Advantages of the HMM-based generation synthesis
approach are
 Its voice characteristics can be easily modified,
 It can be applied to various languages with little
modification,
 A variety of speaking styles or emotional speech
can be synthesized using the small amount of
speech data,
 Techniques developed in ASR can be easily
applied,
 Its footprint is relatively small.
IV. BUILDING THE CORPUS
The corpus created for the said research
consist of highly professional male speaker. The
total size of database consist of 100 SMS which are
commonly used in day to day life. The SMS are
designed which covers all the festivals, Love,
Birthday wishes, Breakup messages, Great thoughts
for inspiration, Funny SMS and special SMS like
wedding anniversary, Praising someone etc. A noise
less environment like a specially designed recording
studio is required to avoid background noise while
recording the speech files [4]. Recording is done at
recording studio with high professional speaker. The
distance from the microphone to mouth, speaking
volume and speaking style is kept constant till the
completion of recording. In this analysis the system
is trained with the built up database. For testing the
random sentence are designed which are out of
database to check the intelligibility of actual
working of TTS.
V. EXPERIMENTAL OBSERVATIONS
Analysis is one of the important tasks of
any work. It does the evaluation of the work.
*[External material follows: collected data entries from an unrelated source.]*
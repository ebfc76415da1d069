//! Roster loading.
//!
//! The roster file is the legislature's JSON export, either
//! `{ "legislators": [ ... ] }` or a bare array. Entries use the camelCase
//! field names of the export (`formatName`, `serviceStart`, `legislation`).

use std::collections::HashSet;
use std::path::Path;

use serde::Deserialize;
use tracing::{info, warn};

use civic_core::error::{CivicError, Result};
use civic_core::types::{district_code, Chamber, Legislator, Party};

/// Ordered list of every sitting legislator.
///
/// Order is significant: when two entries claim the same seat, the earlier
/// one is the one the matcher returns.
#[derive(Debug, Clone, Default, PartialEq)]
pub struct Roster {
    legislators: Vec<Legislator>,
}

#[derive(Deserialize)]
#[serde(untagged)]
enum RosterFile {
    Wrapped { legislators: Vec<RosterEntry> },
    Bare(Vec<RosterEntry>),
}

#[derive(Deserialize)]
#[serde(rename_all = "camelCase")]
struct RosterEntry {
    house: String,
    district: serde_json::Value,
    #[serde(default)]
    party: String,
    #[serde(default)]
    format_name: String,
    #[serde(default)]
    profession: String,
    #[serde(default)]
    education: String,
    #[serde(default)]
    service_start: String,
    #[serde(default)]
    counties: String,
    #[serde(default)]
    email: String,
    #[serde(default)]
    cell: String,
    #[serde(default)]
    image: String,
    #[serde(default)]
    legislation: String,
}

impl RosterEntry {
    fn into_legislator(self, index: usize) -> Result<Legislator> {
        let house: Chamber = self.house.parse().map_err(|_| {
            CivicError::Roster(format!("entry {}: unknown house code {:?}", index, self.house))
        })?;
        let district = district_code(&self.district).ok_or_else(|| {
            CivicError::Roster(format!("entry {}: missing district", index))
        })?;

        Ok(Legislator {
            house,
            district,
            party: Party::from_code(&self.party),
            format_name: self.format_name,
            profession: self.profession,
            education: self.education,
            service_start: self.service_start,
            counties: self.counties,
            email: self.email,
            cell: self.cell,
            image: self.image,
            legislation_url: self.legislation,
        })
    }
}

impl Roster {
    pub fn new(legislators: Vec<Legislator>) -> Self {
        Self { legislators }
    }

    /// Parse a roster from its JSON export.
    pub fn from_json_str(json: &str) -> Result<Self> {
        let file: RosterFile = serde_json::from_str(json)?;
        let entries = match file {
            RosterFile::Wrapped { legislators } => legislators,
            RosterFile::Bare(entries) => entries,
        };

        let legislators = entries
            .into_iter()
            .enumerate()
            .map(|(i, entry)| entry.into_legislator(i))
            .collect::<Result<Vec<_>>>()?;

        Ok(Self::new(legislators))
    }

    /// Load a roster file, reporting any seat claimed more than once.
    pub fn load(path: &Path) -> Result<Self> {
        let content = std::fs::read_to_string(path)?;
        let roster = Self::from_json_str(&content)?;

        for (chamber, district) in roster.duplicate_seats() {
            warn!(
                chamber = %chamber,
                district = %district,
                "Roster lists more than one legislator for a seat; the first entry wins"
            );
        }

        info!(
            legislators = roster.len(),
            "Roster loaded from {}",
            path.display()
        );
        Ok(roster)
    }

    pub fn legislators(&self) -> &[Legislator] {
        &self.legislators
    }

    pub fn iter(&self) -> impl Iterator<Item = &Legislator> {
        self.legislators.iter()
    }

    pub fn len(&self) -> usize {
        self.legislators.len()
    }

    pub fn is_empty(&self) -> bool {
        self.legislators.is_empty()
    }

    /// Seats (chamber + district) that appear more than once, in roster order.
    pub fn duplicate_seats(&self) -> Vec<(Chamber, String)> {
        let mut seen = HashSet::new();
        let mut reported = HashSet::new();
        let mut duplicates = Vec::new();

        for legislator in &self.legislators {
            let seat = (legislator.house, legislator.district.clone());
            if !seen.insert(seat.clone()) && reported.insert(seat.clone()) {
                duplicates.push(seat);
            }
        }
        duplicates
    }
}

#[cfg(test)]
mod tests {
    use super::*;
    use std::io::Write;

    const SAMPLE: &str = r#"{
        "legislators": [
            {
                "house": "S",
                "district": "7",
                "party": "R",
                "formatName": "Deidre Henderson",
                "profession": "Business owner",
                "education": "BA",
                "serviceStart": "2013",
                "counties": "Utah",
                "email": "dhenderson@le.utah.gov",
                "cell": "801-555-0100",
                "image": "https://le.utah.gov/images/legislator/HENDED.jpg",
                "legislation": "https://le.utah.gov/~2018/bills/HENDED.htm"
            },
            { "house": "H", "district": 28, "party": "D", "formatName": "Brian King" }
        ]
    }"#;

    #[test]
    fn test_parse_wrapped_roster() {
        let roster = Roster::from_json_str(SAMPLE).unwrap();
        assert_eq!(roster.len(), 2);

        let senator = &roster.legislators()[0];
        assert_eq!(senator.house, Chamber::Senate);
        assert_eq!(senator.district, "7");
        assert_eq!(senator.party, Party::Republican);
        assert_eq!(senator.format_name, "Deidre Henderson");
        assert_eq!(senator.service_start, "2013");
        assert_eq!(
            senator.legislation_url,
            "https://le.utah.gov/~2018/bills/HENDED.htm"
        );
    }

    #[test]
    fn test_numeric_district_normalized() {
        let roster = Roster::from_json_str(SAMPLE).unwrap();
        let rep = &roster.legislators()[1];
        assert_eq!(rep.house, Chamber::House);
        assert_eq!(rep.district, "28");
        assert_eq!(rep.party, Party::Democrat);
        assert!(rep.email.is_empty());
    }

    #[test]
    fn test_float_district_normalized() {
        let json = r#"[{ "house": "S", "district": 7.0, "party": "R", "formatName": "A" }]"#;
        let roster = Roster::from_json_str(json).unwrap();
        assert_eq!(roster.legislators()[0].district, "7");
    }

    #[test]
    fn test_parse_bare_array() {
        let json = r#"[{ "house": "h", "district": "1", "party": "R", "formatName": "X" }]"#;
        let roster = Roster::from_json_str(json).unwrap();
        assert_eq!(roster.len(), 1);
        assert_eq!(roster.legislators()[0].house, Chamber::House);
    }

    #[test]
    fn test_unknown_house_code_rejected() {
        let json = r#"[{ "house": "X", "district": "1" }]"#;
        let err = Roster::from_json_str(json).unwrap_err();
        assert!(matches!(err, CivicError::Roster(_)));
        assert!(err.to_string().contains("entry 0"));
    }

    #[test]
    fn test_missing_district_rejected() {
        let json = r#"[{ "house": "S", "district": null }]"#;
        assert!(matches!(
            Roster::from_json_str(json),
            Err(CivicError::Roster(_))
        ));
    }

    #[test]
    fn test_malformed_json_rejected() {
        assert!(matches!(
            Roster::from_json_str("{ not json"),
            Err(CivicError::Serialization(_))
        ));
    }

    #[test]
    fn test_empty_roster() {
        let roster = Roster::from_json_str(r#"{ "legislators": [] }"#).unwrap();
        assert!(roster.is_empty());
        assert!(roster.duplicate_seats().is_empty());
    }

    #[test]
    fn test_duplicate_seats_reported_once() {
        let json = r#"[
            { "house": "S", "district": "7", "formatName": "A" },
            { "house": "S", "district": "7", "formatName": "A2" },
            { "house": "S", "district": "7", "formatName": "A3" },
            { "house": "H", "district": "7", "formatName": "B" }
        ]"#;
        let roster = Roster::from_json_str(json).unwrap();
        assert_eq!(
            roster.duplicate_seats(),
            vec![(Chamber::Senate, "7".to_string())]
        );
    }

    #[test]
    fn test_load_from_file() {
        let mut file = tempfile::NamedTempFile::new().unwrap();
        file.write_all(SAMPLE.as_bytes()).unwrap();
        let roster = Roster::load(file.path()).unwrap();
        assert_eq!(roster.len(), 2);
    }

    #[test]
    fn test_load_missing_file() {
        let result = Roster::load(Path::new("/does/not/exist/legislators.json"));
        assert!(matches!(result, Err(CivicError::Io(_))));
    }
}
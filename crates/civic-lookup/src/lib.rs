//! District resolution for Civic.
//!
//! Turns a coordinate pair into the house and senate districts covering it by
//! querying an external spatial search service, and classifies every failure
//! into a typed [`ResolutionError`].

pub mod client;
pub mod error;
pub mod resolver;

pub use client::{MapservClient, SpatialLookup, SpatialQuery};
pub use error::ResolutionError;
pub use resolver::{parse_districts, DistrictResolver};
Analysis helps the developer to know how effective
the system is and also helps in understanding the
flaws. The results of the analysis can lead the
development of the work in a completely new way.
Since speech quality is subjective in nature, absolute
measurements cannot be made. But it is possible to
measure some relative quantities, which indirectly
shows the quality of synthesized speech. A person
cannot speak a word twice, exactly same. The rate of
speech varies. But the synthesized speech rate does
not vary no matter how many times it is synthesized.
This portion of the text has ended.